▸ **Task details**
You are asked to filter the data below and copy every line holding "reports".

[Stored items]
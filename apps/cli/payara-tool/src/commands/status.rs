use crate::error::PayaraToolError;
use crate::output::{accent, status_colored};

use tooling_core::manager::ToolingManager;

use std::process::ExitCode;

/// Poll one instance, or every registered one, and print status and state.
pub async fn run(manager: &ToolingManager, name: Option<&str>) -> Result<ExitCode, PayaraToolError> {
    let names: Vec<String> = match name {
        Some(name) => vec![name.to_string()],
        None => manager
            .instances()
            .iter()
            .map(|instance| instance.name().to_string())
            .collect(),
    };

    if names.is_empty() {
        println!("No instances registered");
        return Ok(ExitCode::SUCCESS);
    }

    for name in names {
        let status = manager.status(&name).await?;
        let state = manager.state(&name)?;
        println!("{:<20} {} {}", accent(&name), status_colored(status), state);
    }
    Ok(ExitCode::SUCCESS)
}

* * *

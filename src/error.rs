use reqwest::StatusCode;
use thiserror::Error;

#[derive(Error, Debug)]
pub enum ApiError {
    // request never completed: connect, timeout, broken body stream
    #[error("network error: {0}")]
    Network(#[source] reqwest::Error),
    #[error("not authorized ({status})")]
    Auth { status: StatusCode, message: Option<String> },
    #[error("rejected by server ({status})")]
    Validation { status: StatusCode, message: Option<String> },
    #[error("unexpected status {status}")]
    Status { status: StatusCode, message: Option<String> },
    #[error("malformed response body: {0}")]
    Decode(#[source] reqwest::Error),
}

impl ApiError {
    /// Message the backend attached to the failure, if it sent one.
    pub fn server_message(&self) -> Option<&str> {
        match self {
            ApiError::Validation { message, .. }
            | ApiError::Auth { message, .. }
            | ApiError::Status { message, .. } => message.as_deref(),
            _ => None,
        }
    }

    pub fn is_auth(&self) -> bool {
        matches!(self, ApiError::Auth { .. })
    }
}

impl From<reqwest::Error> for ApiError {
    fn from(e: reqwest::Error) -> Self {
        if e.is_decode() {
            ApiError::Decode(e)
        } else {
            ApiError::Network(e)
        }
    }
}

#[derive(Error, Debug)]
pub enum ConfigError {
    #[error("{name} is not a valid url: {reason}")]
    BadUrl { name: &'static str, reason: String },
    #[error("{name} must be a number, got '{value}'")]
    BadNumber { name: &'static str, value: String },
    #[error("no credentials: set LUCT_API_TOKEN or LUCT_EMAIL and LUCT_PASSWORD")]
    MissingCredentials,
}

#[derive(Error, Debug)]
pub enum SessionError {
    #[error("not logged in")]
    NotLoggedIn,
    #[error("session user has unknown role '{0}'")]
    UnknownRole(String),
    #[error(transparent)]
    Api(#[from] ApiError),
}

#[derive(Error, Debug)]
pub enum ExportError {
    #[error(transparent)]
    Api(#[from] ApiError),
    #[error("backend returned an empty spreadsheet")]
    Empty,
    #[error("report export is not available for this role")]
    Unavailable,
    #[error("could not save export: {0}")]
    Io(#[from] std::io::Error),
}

...

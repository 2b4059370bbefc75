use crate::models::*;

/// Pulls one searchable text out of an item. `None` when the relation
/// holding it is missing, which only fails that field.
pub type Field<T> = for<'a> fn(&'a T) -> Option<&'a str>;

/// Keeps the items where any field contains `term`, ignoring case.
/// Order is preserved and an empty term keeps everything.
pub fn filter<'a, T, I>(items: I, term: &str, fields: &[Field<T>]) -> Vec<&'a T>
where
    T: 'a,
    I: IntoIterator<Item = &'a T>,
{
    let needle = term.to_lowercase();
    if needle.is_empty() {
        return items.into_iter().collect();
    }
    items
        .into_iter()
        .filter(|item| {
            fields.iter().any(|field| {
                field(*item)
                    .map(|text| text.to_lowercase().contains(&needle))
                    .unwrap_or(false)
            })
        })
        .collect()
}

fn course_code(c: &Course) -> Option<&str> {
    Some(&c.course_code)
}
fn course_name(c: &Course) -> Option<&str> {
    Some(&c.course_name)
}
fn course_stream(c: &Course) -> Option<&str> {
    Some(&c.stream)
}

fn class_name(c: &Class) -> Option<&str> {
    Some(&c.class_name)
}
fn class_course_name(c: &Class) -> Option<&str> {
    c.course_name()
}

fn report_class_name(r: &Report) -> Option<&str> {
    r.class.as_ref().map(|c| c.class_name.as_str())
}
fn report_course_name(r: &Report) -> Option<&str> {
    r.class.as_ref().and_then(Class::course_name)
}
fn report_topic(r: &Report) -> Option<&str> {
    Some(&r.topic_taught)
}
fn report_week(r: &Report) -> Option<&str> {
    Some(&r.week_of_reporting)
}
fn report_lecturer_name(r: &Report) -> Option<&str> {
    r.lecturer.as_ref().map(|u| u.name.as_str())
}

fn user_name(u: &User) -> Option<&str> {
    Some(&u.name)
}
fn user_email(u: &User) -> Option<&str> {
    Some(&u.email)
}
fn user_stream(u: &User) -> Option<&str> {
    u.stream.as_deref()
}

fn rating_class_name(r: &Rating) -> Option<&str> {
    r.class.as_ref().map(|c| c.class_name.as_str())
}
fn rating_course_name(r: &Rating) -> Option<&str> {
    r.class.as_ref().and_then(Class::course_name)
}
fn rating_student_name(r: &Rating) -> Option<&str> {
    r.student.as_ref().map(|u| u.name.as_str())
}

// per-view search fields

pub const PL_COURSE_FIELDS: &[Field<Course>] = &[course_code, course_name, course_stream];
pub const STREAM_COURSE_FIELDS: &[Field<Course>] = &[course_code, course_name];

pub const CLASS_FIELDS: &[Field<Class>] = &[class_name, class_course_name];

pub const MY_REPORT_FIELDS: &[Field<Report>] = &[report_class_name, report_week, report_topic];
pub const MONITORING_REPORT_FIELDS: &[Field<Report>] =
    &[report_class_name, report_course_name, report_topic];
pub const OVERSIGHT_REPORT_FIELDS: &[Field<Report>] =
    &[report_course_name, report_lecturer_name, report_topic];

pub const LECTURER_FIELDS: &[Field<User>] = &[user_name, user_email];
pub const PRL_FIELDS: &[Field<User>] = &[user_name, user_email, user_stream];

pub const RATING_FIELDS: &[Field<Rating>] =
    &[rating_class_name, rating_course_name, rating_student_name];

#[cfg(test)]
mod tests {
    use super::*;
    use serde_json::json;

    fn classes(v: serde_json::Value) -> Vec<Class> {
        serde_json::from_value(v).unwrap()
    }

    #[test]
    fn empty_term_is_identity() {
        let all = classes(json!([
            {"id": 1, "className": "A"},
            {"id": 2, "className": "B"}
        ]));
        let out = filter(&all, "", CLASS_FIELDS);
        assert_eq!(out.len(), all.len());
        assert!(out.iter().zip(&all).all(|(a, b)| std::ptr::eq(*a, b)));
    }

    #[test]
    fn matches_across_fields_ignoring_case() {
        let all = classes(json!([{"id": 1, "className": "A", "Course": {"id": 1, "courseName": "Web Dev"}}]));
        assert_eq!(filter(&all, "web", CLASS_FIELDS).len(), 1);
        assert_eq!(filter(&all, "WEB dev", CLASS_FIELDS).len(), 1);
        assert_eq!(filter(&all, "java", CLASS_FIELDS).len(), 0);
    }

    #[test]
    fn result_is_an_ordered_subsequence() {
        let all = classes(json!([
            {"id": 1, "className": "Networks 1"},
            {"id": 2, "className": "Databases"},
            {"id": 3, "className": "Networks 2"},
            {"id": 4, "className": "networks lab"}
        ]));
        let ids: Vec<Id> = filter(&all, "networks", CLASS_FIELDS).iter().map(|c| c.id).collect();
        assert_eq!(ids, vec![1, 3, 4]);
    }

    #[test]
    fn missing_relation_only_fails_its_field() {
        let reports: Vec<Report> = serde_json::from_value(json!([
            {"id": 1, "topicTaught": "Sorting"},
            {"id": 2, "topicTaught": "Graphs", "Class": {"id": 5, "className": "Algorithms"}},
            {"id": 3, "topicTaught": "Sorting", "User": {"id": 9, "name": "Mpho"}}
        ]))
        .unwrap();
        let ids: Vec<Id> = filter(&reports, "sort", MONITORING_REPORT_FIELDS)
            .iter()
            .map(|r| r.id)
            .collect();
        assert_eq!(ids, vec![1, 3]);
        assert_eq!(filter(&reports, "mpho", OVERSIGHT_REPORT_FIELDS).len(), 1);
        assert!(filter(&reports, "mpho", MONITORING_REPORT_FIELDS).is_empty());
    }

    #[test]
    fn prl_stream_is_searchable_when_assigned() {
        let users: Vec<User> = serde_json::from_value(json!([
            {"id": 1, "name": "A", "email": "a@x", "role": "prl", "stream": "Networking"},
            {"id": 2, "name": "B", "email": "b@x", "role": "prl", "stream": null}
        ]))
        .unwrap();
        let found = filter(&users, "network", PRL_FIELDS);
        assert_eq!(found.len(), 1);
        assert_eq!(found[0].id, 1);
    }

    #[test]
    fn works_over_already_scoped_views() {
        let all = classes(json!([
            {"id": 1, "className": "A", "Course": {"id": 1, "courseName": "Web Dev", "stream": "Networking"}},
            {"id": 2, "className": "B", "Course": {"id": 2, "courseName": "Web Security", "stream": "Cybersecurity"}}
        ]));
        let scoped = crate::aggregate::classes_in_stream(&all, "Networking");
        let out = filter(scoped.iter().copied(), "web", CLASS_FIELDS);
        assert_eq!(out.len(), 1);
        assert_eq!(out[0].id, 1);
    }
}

▸ **Task result**
        let reports: Vec<Report> = serde_json::from_value(json!([
        let ids: Vec<Id> = filter(&reports, "sort", MONITORING_REPORT_FIELDS)
        assert_eq!(filter(&reports, "mpho", OVERSIGHT_REPORT_FIELDS).len(), 1);
        assert!(filter(&reports, "mpho", MONITORING_REPORT_FIELDS).is_empty());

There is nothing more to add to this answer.